For the material that follows, return exactly the lines from the one with "sock.read_exact(&mut req).await.unwrap();" through the one with "let err = link", both ends included.

══ PROVIDED RECORDS ══

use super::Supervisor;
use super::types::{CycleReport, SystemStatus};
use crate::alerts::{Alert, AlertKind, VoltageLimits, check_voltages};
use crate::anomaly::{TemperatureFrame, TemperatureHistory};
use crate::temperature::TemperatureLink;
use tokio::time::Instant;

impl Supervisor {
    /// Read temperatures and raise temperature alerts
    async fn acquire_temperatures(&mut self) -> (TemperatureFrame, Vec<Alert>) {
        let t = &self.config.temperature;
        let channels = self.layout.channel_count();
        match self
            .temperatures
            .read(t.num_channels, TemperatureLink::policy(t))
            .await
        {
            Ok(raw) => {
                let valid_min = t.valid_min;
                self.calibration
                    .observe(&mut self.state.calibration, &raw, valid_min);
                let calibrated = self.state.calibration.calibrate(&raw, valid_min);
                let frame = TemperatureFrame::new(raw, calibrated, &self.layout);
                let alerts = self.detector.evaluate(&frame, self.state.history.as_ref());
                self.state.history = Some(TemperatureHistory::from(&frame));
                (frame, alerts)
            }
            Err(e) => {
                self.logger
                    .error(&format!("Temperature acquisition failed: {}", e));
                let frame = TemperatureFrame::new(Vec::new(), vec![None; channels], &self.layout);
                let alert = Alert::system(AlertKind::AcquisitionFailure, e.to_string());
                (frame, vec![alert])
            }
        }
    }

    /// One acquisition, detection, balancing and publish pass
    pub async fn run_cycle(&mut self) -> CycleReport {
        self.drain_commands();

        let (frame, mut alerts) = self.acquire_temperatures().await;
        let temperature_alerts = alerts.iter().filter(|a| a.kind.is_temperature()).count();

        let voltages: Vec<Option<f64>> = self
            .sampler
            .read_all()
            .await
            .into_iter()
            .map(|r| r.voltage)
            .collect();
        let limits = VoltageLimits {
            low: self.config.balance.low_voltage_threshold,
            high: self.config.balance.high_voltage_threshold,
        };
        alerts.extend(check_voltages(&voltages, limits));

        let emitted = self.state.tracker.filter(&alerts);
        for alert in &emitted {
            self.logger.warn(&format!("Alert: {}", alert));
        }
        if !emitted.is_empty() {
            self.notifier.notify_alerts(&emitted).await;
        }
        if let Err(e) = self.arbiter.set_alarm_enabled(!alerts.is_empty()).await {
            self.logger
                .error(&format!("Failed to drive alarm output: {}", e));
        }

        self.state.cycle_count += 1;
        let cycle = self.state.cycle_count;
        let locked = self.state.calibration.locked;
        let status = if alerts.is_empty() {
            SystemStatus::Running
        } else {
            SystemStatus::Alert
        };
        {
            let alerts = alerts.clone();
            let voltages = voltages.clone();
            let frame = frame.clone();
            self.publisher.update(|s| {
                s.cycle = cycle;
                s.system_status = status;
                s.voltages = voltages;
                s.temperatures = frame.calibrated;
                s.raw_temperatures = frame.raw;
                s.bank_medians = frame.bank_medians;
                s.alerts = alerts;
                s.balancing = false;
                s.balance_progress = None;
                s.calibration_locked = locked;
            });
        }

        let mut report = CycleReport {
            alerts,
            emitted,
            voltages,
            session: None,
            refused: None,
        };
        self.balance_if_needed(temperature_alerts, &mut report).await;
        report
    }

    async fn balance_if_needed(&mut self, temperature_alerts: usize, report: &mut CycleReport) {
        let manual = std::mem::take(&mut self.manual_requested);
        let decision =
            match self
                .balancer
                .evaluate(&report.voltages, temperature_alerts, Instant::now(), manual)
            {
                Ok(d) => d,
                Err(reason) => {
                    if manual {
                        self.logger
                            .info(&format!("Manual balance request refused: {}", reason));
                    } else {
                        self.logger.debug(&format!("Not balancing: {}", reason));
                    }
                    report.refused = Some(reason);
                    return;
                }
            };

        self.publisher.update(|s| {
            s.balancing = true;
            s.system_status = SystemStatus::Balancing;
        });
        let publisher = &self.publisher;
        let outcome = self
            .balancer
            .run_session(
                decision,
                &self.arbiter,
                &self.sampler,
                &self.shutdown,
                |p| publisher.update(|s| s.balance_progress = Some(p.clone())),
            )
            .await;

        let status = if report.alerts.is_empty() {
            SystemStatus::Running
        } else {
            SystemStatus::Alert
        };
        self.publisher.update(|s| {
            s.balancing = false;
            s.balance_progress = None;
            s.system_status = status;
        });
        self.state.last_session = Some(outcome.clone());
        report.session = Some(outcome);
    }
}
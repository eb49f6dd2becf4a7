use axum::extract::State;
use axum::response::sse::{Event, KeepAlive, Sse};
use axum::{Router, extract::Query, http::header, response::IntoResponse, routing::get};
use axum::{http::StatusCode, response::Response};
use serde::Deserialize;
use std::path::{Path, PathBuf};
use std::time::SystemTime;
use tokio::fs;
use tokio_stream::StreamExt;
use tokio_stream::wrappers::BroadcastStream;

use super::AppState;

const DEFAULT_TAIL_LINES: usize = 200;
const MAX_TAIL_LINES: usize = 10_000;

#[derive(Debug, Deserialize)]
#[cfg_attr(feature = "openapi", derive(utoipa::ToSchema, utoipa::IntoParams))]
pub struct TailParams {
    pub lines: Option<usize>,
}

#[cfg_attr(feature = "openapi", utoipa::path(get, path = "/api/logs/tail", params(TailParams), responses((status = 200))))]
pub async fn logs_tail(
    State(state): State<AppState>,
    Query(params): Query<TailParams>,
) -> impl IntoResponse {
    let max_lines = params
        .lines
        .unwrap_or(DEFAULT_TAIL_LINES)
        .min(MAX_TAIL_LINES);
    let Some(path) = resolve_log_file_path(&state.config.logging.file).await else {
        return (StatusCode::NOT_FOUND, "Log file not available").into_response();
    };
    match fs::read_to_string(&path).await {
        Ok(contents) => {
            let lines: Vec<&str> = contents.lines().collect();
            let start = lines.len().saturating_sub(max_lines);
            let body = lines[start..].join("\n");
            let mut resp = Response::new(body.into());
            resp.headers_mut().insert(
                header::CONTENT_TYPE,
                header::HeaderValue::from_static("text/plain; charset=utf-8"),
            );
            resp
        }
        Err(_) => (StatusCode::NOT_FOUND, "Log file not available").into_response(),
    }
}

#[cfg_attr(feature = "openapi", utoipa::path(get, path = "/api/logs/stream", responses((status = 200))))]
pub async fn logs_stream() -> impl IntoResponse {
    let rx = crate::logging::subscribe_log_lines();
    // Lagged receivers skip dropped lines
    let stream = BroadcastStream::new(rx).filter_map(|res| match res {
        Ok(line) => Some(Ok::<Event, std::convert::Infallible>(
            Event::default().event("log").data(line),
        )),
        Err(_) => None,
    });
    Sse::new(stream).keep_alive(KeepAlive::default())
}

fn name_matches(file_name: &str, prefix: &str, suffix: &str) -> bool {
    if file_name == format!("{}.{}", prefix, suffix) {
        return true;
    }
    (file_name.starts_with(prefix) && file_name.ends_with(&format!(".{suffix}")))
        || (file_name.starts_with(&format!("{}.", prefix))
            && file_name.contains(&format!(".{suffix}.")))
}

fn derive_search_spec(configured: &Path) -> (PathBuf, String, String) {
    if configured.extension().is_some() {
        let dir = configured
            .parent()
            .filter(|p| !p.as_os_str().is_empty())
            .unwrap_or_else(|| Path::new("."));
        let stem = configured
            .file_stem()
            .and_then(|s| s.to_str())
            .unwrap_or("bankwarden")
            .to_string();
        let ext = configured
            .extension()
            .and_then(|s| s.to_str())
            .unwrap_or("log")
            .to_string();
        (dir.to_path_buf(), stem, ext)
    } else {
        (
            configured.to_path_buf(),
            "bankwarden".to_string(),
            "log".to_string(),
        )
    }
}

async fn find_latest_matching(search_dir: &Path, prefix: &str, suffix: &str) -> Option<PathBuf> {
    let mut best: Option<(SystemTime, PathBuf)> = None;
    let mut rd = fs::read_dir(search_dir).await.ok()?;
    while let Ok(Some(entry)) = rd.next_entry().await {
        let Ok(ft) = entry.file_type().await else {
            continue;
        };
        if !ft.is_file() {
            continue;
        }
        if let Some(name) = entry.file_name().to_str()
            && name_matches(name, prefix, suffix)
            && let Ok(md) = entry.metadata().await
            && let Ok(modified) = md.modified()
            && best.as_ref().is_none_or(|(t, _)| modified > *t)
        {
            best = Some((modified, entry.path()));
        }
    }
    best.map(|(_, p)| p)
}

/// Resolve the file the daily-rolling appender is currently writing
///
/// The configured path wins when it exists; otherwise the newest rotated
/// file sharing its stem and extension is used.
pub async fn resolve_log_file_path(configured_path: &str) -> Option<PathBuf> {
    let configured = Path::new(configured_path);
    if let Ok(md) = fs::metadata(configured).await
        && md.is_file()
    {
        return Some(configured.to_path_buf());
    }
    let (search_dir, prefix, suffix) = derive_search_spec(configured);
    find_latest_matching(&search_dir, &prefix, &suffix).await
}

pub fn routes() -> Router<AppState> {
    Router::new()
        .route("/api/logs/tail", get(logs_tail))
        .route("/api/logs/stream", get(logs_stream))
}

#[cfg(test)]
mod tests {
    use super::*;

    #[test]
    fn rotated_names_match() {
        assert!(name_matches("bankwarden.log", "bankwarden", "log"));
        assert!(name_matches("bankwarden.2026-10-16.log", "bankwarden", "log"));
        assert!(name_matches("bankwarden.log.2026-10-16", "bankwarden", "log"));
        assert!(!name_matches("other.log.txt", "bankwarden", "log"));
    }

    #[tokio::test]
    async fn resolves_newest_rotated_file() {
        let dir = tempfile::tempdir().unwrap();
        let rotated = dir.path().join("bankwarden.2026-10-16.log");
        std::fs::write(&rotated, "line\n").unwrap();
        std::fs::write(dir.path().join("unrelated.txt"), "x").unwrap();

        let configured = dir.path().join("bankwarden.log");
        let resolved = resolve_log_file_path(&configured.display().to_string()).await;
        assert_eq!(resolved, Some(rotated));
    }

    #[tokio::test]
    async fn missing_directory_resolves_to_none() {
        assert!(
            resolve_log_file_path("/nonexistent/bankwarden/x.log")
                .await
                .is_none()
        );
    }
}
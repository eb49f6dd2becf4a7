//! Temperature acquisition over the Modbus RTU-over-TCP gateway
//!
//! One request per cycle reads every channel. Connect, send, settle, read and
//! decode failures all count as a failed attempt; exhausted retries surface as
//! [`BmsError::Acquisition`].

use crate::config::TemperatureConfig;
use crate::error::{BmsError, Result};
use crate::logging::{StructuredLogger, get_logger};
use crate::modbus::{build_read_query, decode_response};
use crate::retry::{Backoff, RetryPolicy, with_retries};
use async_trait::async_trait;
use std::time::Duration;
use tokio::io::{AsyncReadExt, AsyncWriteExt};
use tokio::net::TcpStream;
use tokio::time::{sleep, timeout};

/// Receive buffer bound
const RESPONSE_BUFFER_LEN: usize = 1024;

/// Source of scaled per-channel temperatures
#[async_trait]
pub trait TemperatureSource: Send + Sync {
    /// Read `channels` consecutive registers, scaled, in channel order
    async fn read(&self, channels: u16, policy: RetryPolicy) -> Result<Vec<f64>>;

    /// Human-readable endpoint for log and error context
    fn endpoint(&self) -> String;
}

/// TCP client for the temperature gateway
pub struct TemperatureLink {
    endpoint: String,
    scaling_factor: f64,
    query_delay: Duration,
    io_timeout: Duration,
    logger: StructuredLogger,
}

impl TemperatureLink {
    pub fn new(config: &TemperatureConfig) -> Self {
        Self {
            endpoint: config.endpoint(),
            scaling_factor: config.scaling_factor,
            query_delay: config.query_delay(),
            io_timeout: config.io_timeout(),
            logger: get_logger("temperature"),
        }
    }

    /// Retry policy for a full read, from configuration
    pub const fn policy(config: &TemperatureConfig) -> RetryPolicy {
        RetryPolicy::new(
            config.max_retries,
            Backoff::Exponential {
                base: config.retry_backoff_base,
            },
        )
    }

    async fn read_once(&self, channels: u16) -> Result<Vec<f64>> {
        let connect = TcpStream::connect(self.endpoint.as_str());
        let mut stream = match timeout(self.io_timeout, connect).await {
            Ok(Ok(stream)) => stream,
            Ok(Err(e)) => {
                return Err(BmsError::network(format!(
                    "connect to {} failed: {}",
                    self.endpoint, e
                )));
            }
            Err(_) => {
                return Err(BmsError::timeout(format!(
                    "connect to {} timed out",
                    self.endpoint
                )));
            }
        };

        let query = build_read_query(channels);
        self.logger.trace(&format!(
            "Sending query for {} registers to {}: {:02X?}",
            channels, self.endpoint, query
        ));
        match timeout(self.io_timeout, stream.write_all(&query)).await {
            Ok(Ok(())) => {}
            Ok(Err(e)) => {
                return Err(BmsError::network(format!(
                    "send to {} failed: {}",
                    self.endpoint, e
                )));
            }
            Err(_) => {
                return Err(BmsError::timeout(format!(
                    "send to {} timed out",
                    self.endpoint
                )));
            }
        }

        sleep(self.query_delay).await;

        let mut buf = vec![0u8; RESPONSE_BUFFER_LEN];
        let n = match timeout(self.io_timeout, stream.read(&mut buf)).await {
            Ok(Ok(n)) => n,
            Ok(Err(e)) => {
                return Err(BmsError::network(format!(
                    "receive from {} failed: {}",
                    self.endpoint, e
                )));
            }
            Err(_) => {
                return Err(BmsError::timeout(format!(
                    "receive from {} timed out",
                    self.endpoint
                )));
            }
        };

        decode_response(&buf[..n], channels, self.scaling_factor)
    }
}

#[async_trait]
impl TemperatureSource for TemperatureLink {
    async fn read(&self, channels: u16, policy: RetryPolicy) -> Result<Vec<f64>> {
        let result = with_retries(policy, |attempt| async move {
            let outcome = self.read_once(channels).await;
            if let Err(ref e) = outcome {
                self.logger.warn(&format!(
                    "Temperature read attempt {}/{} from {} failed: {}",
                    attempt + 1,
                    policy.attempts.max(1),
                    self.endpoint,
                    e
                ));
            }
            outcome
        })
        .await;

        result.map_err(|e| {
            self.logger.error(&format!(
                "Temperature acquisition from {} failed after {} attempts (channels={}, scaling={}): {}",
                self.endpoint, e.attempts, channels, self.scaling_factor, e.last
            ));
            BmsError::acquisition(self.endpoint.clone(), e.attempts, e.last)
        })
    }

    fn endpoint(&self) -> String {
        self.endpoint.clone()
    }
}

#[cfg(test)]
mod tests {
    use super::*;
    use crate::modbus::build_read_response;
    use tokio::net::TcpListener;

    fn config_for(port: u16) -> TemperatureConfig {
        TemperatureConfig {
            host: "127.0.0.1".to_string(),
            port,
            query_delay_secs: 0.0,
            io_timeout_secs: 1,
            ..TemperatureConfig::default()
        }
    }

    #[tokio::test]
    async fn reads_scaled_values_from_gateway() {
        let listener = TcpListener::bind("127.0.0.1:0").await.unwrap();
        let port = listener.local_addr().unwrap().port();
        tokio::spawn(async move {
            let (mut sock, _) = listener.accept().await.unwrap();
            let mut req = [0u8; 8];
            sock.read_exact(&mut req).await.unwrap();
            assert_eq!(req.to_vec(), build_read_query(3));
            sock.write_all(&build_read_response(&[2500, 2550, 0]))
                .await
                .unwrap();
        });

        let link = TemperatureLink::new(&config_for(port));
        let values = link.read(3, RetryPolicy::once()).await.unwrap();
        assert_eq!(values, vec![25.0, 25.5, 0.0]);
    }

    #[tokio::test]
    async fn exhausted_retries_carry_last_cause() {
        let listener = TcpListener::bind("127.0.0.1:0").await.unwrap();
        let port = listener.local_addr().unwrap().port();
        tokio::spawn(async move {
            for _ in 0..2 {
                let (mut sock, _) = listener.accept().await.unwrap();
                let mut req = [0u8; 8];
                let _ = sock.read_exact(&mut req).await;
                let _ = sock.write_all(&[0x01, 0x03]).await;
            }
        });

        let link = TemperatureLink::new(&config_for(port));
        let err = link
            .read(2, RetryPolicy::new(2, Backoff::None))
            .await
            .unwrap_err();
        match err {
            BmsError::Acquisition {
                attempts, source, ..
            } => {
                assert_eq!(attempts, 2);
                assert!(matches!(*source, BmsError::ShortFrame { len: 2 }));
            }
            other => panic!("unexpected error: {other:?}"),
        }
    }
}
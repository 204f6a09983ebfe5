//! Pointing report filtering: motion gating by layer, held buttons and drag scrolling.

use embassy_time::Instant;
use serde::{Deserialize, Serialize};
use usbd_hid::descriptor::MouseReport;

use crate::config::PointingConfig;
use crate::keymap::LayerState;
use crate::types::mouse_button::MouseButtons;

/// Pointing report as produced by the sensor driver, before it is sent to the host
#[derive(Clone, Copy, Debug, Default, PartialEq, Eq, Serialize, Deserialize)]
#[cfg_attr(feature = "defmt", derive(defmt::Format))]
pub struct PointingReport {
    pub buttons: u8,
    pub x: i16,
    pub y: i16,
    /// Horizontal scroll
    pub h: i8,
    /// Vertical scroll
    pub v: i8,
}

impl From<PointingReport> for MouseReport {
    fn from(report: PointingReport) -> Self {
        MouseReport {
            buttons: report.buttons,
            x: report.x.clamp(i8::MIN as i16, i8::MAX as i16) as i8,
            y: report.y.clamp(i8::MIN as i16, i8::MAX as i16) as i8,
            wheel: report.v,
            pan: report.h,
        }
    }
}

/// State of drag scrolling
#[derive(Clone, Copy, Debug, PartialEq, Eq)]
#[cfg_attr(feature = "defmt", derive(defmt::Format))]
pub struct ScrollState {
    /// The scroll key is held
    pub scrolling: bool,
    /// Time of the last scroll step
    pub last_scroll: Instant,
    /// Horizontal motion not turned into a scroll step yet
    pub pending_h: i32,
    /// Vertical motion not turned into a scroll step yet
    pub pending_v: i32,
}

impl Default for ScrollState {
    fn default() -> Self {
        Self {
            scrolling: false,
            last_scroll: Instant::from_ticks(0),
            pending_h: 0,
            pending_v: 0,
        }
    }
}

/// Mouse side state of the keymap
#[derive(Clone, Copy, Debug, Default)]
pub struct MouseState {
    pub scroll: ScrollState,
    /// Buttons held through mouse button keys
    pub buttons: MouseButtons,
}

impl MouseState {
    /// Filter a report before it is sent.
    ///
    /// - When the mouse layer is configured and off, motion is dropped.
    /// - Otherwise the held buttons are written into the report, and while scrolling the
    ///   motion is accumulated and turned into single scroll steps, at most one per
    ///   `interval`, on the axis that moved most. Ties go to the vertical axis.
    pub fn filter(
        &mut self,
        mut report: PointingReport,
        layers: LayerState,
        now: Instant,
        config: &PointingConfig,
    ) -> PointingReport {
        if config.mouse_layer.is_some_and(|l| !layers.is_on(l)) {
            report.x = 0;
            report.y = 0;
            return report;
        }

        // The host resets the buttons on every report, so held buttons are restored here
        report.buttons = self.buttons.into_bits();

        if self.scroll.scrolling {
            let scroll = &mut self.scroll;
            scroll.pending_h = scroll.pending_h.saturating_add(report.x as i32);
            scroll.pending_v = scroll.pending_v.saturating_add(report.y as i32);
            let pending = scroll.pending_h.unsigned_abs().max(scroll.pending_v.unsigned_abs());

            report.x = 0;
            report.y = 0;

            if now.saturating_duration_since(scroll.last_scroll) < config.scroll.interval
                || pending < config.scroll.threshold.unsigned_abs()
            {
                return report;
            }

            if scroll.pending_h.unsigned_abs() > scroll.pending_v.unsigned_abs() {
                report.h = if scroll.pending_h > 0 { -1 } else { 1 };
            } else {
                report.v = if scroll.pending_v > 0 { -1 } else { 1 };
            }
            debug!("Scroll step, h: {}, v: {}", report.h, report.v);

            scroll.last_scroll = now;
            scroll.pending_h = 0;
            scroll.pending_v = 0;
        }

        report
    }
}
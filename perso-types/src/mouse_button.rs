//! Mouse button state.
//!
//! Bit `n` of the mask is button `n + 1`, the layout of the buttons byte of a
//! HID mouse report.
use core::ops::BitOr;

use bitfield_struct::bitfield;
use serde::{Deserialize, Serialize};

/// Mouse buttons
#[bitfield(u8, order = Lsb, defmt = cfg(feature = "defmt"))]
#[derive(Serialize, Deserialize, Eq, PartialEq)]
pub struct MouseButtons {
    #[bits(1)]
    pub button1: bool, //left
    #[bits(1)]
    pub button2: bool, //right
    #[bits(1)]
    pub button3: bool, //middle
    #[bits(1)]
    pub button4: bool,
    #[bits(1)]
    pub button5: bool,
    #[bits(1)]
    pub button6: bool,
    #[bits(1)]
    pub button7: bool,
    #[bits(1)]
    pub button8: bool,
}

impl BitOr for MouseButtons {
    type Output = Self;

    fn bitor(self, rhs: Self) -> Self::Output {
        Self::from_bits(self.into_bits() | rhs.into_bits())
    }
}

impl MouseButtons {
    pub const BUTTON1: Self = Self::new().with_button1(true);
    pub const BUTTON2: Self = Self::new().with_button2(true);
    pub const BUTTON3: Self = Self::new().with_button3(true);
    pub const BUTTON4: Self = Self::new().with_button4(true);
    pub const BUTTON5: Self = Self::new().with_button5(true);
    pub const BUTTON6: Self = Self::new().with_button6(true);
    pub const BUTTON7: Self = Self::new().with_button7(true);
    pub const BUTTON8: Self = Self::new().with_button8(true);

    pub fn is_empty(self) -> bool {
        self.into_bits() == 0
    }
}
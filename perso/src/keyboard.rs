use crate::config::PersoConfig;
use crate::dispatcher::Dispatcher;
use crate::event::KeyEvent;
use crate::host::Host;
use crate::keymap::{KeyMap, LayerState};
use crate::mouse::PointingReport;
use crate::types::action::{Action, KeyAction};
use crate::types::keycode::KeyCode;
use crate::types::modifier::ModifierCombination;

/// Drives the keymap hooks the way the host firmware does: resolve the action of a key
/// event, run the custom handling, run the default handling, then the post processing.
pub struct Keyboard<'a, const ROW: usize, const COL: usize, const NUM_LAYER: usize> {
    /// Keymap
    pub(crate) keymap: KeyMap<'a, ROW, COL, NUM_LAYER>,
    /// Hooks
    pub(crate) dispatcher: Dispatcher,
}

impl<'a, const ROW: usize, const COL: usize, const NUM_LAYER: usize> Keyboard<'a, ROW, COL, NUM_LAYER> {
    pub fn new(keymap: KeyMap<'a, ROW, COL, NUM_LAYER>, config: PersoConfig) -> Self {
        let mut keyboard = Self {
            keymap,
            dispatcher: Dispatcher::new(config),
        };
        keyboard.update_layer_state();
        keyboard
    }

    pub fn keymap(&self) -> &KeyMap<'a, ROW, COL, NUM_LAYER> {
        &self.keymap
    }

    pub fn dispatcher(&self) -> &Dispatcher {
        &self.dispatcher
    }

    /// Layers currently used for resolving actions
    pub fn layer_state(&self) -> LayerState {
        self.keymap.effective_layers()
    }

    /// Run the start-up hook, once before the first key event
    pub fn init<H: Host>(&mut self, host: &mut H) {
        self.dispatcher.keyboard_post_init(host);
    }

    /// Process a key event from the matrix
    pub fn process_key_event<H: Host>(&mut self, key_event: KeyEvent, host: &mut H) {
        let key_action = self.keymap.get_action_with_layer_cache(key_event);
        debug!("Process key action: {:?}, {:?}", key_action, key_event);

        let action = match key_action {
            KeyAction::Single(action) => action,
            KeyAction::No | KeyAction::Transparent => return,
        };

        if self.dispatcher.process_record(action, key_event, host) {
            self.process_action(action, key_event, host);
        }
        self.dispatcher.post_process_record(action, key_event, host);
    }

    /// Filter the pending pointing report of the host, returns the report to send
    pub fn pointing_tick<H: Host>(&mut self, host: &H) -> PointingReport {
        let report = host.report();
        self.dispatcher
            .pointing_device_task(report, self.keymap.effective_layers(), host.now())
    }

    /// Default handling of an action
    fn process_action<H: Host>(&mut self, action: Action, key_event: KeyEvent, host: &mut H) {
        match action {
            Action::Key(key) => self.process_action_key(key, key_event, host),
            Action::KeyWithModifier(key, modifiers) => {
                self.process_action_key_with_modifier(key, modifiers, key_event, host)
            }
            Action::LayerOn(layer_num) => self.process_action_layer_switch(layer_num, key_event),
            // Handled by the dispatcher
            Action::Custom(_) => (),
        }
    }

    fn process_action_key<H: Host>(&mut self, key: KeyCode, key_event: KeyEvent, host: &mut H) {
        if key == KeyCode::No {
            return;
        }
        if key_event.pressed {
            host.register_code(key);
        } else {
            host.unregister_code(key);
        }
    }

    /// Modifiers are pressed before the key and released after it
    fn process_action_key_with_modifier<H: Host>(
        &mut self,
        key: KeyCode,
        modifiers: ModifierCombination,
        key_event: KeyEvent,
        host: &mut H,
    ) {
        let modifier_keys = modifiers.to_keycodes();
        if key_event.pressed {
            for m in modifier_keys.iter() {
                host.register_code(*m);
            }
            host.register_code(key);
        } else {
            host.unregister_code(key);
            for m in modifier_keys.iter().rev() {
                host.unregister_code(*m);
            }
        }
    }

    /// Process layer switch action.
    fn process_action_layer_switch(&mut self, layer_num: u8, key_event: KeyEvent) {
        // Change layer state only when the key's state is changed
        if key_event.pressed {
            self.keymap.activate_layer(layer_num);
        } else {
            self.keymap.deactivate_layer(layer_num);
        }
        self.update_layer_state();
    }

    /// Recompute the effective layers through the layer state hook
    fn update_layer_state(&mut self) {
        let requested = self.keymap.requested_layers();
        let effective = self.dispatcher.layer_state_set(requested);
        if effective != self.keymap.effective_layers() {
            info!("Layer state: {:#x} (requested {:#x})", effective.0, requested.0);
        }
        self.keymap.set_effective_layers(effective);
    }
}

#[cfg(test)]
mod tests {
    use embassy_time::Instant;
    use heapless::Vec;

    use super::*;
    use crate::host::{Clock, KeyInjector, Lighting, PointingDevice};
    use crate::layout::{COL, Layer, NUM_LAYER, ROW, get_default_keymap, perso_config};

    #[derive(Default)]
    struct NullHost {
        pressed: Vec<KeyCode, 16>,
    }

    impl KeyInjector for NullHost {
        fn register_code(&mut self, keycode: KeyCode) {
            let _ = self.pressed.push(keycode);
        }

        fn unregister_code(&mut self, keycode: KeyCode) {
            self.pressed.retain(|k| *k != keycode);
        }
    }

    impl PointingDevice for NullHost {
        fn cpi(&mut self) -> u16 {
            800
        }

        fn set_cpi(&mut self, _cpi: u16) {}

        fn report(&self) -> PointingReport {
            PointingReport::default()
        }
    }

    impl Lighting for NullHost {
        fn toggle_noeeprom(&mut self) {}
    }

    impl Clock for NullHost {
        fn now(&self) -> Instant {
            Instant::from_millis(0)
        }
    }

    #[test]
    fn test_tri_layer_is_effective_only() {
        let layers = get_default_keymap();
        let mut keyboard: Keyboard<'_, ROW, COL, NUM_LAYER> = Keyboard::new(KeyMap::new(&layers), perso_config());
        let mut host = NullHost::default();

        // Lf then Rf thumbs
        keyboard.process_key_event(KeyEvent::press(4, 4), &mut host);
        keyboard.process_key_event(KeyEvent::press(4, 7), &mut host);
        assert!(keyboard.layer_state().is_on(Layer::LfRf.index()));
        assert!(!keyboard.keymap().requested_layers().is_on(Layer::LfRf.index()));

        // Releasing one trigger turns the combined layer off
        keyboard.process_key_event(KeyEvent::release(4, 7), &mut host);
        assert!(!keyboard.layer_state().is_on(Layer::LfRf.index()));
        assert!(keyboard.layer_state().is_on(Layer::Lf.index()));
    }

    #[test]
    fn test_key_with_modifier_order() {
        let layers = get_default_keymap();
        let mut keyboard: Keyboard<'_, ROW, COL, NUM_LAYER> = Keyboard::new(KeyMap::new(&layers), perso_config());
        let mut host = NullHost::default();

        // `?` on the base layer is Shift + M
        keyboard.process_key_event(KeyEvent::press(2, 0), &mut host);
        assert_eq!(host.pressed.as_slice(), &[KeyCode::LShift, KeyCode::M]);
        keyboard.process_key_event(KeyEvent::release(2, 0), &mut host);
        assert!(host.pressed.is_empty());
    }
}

═══

RESULT FOR THIS TASK -
            sock.read_exact(&mut req).await.unwrap();
            assert_eq!(req.to_vec(), build_read_query(3));
            sock.write_all(&build_read_response(&[2500, 2550, 0]))
                .await
                .unwrap();
        });

        let link = TemperatureLink::new(&config_for(port));
        let values = link.read(3, RetryPolicy::once()).await.unwrap();
        assert_eq!(values, vec![25.0, 25.5, 0.0]);
    }

    #[tokio::test]
    async fn exhausted_retries_carry_last_cause() {
        let listener = TcpListener::bind("127.0.0.1:0").await.unwrap();
        let port = listener.local_addr().unwrap().port();
        tokio::spawn(async move {
            for _ in 0..2 {
                let (mut sock, _) = listener.accept().await.unwrap();
                let mut req = [0u8; 8];
                let _ = sock.read_exact(&mut req).await;
                let _ = sock.write_all(&[0x01, 0x03]).await;
            }
        });

        let link = TemperatureLink::new(&config_for(port));
        let err = link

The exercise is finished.